Records for processing
==*==
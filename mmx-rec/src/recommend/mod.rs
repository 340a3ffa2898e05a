//! Recommendation side: TTL cache + orchestrator over the catalog client

pub mod cache;
pub mod orchestrator;

pub use cache::{RecentTracks, RecommendationCache, TtlCache};
pub use orchestrator::{Recommendation, RecommendError, Recommender, RecommenderSettings, Stage};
==*==
Task to carry out
The records above need to be retyped in full, exactly as they stand.

The answer
filename mmx-rec/src/recommend/mod.rs
repository 340a3ffa2898e05a
//! Recommendation side: TTL cache + orchestrator over the catalog client

pub mod cache;
pub mod orchestrator;

pub use cache::{RecentTracks, RecommendationCache, TtlCache};
pub use orchestrator::{Recommendation, RecommendError, Recommender, RecommenderSettings, Stage};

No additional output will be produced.